Talking on the telephone has two inherent problems. The first is that there is a certain etiquette that requires extra unnecessary information such as a greeting, "How are you doing" and a closing, "Talk to you later, goodbye" which increases the cost of the communication. But much worse, the medium is synchronous. In order to place a call, you have to dial the number, and wait for the other person to connect (or else possibly wait for an extensive voicemail greeting). The recipient of the call is completely interrupted from whatever task he/she was doing, which may be annoying and will cause mental context switch which comes with some cost.
Texting is light-weight asynchronous operation. The interruption is momentary (a brief sound or a buzz) and the recipient can choose to immediately respond or finish up a thought or conversation with somebody else before responding. The recipient can glance down at the phone in the middle of a meeting and understand the context of the message and is given the opportunity to choose if this new interruption is worth switching to or not.
Some younger people (including me, at 31) feel like placing an unplanned phone call to somebody is extremely rude because it implies that whatever the caller wants to talk about is more important than whatever the recipient was already doing. The caller interrupts the recipient saying, "stop everything and listen to me for a minute or 30". Indeed, when somebody calls me without warning while I am focusing on something important (such as an emergency at work), I feel anxiety about the potential wasted time talking about something less immediately important. Many friends prefer I start a conversation via text (email, sms, IM) before elevating that conversation to a voice call to increase the bandwidth of the communication once both parties have agreed that the need exists.
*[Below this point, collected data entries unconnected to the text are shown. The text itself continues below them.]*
//! # Durable Snapshot Storage
//!
//! The connector registry and the controller checkpoint must survive a
//! controller restart. Both persist a whole snapshot on every mutation through
//! [`SnapshotStore`]; [`JsonFileStore`] writes JSON files atomically and
//! [`InMemoryStore`] backs tests and embedders that bring their own storage.

use crate::error::{ControllerError, ControllerResult};
use parking_lot::Mutex;
use serde::{de::DeserializeOwned, Serialize};
use std::fs;
use std::path::{Path, PathBuf};
use tracing::debug;

/// Load/save of a complete snapshot of `T`
pub trait SnapshotStore<T>: Send + Sync {
    /// Load the last saved snapshot, `None` if nothing was saved yet
    fn load(&self) -> ControllerResult<Option<T>>;

    /// Replace the stored snapshot
    fn save(&self, value: &T) -> ControllerResult<()>;

    /// Human-readable location for logging
    fn location(&self) -> String;
}

/// JSON file store with write-then-rename replacement
#[derive(Debug, Clone)]
pub struct JsonFileStore {
    path: PathBuf,
}

impl JsonFileStore {
    pub fn new(path: impl Into<PathBuf>) -> Self {
        Self { path: path.into() }
    }

    pub fn path(&self) -> &Path {
        &self.path
    }

    fn describe(&self) -> String {
        self.path.display().to_string()
    }

    fn temp_path(&self) -> PathBuf {
        let mut name = self
            .path
            .file_name()
            .map(|n| n.to_os_string())
            .unwrap_or_default();
        name.push(".tmp");
        self.path.with_file_name(name)
    }
}

impl<T> SnapshotStore<T> for JsonFileStore
where
    T: Serialize + DeserializeOwned,
{
    fn load(&self) -> ControllerResult<Option<T>> {
        if !self.path.exists() {
            return Ok(None);
        }
        let contents = fs::read_to_string(&self.path)
            .map_err(|e| ControllerError::persistence(self.describe(), e))?;
        if contents.trim().is_empty() {
            return Ok(None);
        }
        let value = serde_json::from_str(&contents)
            .map_err(|e| ControllerError::persistence(self.describe(), e))?;
        Ok(Some(value))
    }

    fn save(&self, value: &T) -> ControllerResult<()> {
        if let Some(parent) = self.path.parent() {
            if !parent.as_os_str().is_empty() {
                fs::create_dir_all(parent)
                    .map_err(|e| ControllerError::persistence(self.describe(), e))?;
            }
        }

        let contents = serde_json::to_string_pretty(value)?;
        let temp = self.temp_path();
        fs::write(&temp, contents).map_err(|e| ControllerError::persistence(self.describe(), e))?;
        fs::rename(&temp, &self.path)
            .map_err(|e| ControllerError::persistence(self.describe(), e))?;

        debug!(path = %self.path.display(), "Snapshot persisted");
        Ok(())
    }

    fn location(&self) -> String {
        self.describe()
    }
}

/// Process-local store
#[derive(Debug)]
pub struct InMemoryStore<T> {
    value: Mutex<Option<T>>,
}

impl<T> Default for InMemoryStore<T> {
    fn default() -> Self {
        Self {
            value: Mutex::new(None),
        }
    }
}

impl<T> InMemoryStore<T> {
    pub fn new() -> Self {
        Self::default()
    }
}

impl<T> SnapshotStore<T> for InMemoryStore<T>
where
    T: Clone + Send + Sync,
{
    fn load(&self) -> ControllerResult<Option<T>> {
        Ok(self.value.lock().clone())
    }

    fn save(&self, value: &T) -> ControllerResult<()> {
        *self.value.lock() = Some(value.clone());
        Ok(())
    }

    fn location(&self) -> String {
        "memory".to_string()
    }
}

#[cfg(test)]
mod tests {
    use super::*;
    use std::collections::BTreeMap;

    #[test]
    fn test_file_store_round_trip_creates_parent() {
        let dir = tempfile::tempdir().unwrap();
        let store = JsonFileStore::new(dir.path().join("nested/state.json"));

        let loaded: Option<BTreeMap<String, u32>> = store.load().unwrap();
        assert!(loaded.is_none());

        let mut value = BTreeMap::new();
        value.insert("a".to_string(), 1u32);
        store.save(&value).unwrap();

        let loaded: Option<BTreeMap<String, u32>> = store.load().unwrap();
        assert_eq!(loaded, Some(value));
        assert!(!dir.path().join("nested/state.json.tmp").exists());
    }

    #[test]
    fn test_file_store_reports_corrupt_file() {
        let dir = tempfile::tempdir().unwrap();
        let path = dir.path().join("state.json");
        fs::write(&path, "{not json").unwrap();

        let store = JsonFileStore::new(&path);
        let result: ControllerResult<Option<BTreeMap<String, u32>>> = store.load();
        assert!(matches!(result, Err(ControllerError::Persistence { .. })));
    }

    #[test]
    fn test_file_store_error_names_path() {
        let dir = tempfile::tempdir().unwrap();
        let blocker = dir.path().join("blocker");
        fs::write(&blocker, "").unwrap();

        let path = blocker.join("state.json");
        let store: Box<dyn SnapshotStore<Vec<u32>>> = Box::new(JsonFileStore::new(&path));
        assert_eq!(store.location(), path.display().to_string());

        let result = store.save(&vec![1, 2]);
        assert!(matches!(
            result,
            Err(ControllerError::Persistence { path: ref reported, .. }) if *reported == path.display().to_string()
        ));
    }

    #[test]
    fn test_memory_store() {
        let store = InMemoryStore::new();
        assert_eq!(store.load().unwrap(), None::<u32>);
        store.save(&7u32).unwrap();
        assert_eq!(store.load().unwrap(), Some(7));
    }
}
I'm not so sure if I can follow you there. Is this strange view on the social aspects of human life typical for more science minded people? (I'm curious not prejudiced) I mean, I get your point and you make a good argument. This can be annoying at times. On the other hand though, how hard is it to be assertive? People try to reach you. It doesn't mean you OWE them your time. Or you HAVE to drop everything straight away.
ReplyDeleteThis is what in social studies is called "personal boundaries". If you set some and live by them, you shouldn't go and make everyone else responsible for your own quirks and discomforts. I know this is a very late response, but I felt the need to put it out there.
People are behaving more and more in a way that this article seems to justify. But it's a bit anti-social and it paints other people off as some giant source of interuption, distraction and frustration. We're talking about our friends right? Or family even? A good friend can call any time (in my book). Do we have to give them a half an hour or more each time they call? No. Can we explain to them that we don't have time and might try to reach them later? Yes. Do we have the freedom to not listen to their voicemail if we judged our time spent what we were doing, more meaningful than the content of a telephone conversation and the interuption that comes with it? Yes. This entire blog segment is just putting individuality as the highest possible value. But alone no one can accomplish anything.
Just set boundaries bro.
If someone you know is having a hard time and they're in crisis. And for whatever reason, they turn to you. Your voice is what they need to pull them through, your comforting words or supportive style is what they need. Do they wait for you to reply to a text saying "It's okay to interupt me"? Jeezs Louise, that sounds like a terryifing idea. We're not fully rational and mechanically thinking machines y'know. It would be lovely to always have shared consensus before starting anything (even conversations) but where's the fun in that?
Show some love bro. Call up a friend at random, demand some of their time. Also maybe be rude for once to some call center operator bothering you. It relieves a lot of stress. Don't be an ass. Just be short and strict. Tell 'em to bother someone else or that you're not interested and you're hanging up now. I don't know, I'm just avoiding work here replying to a 9 year old blog post.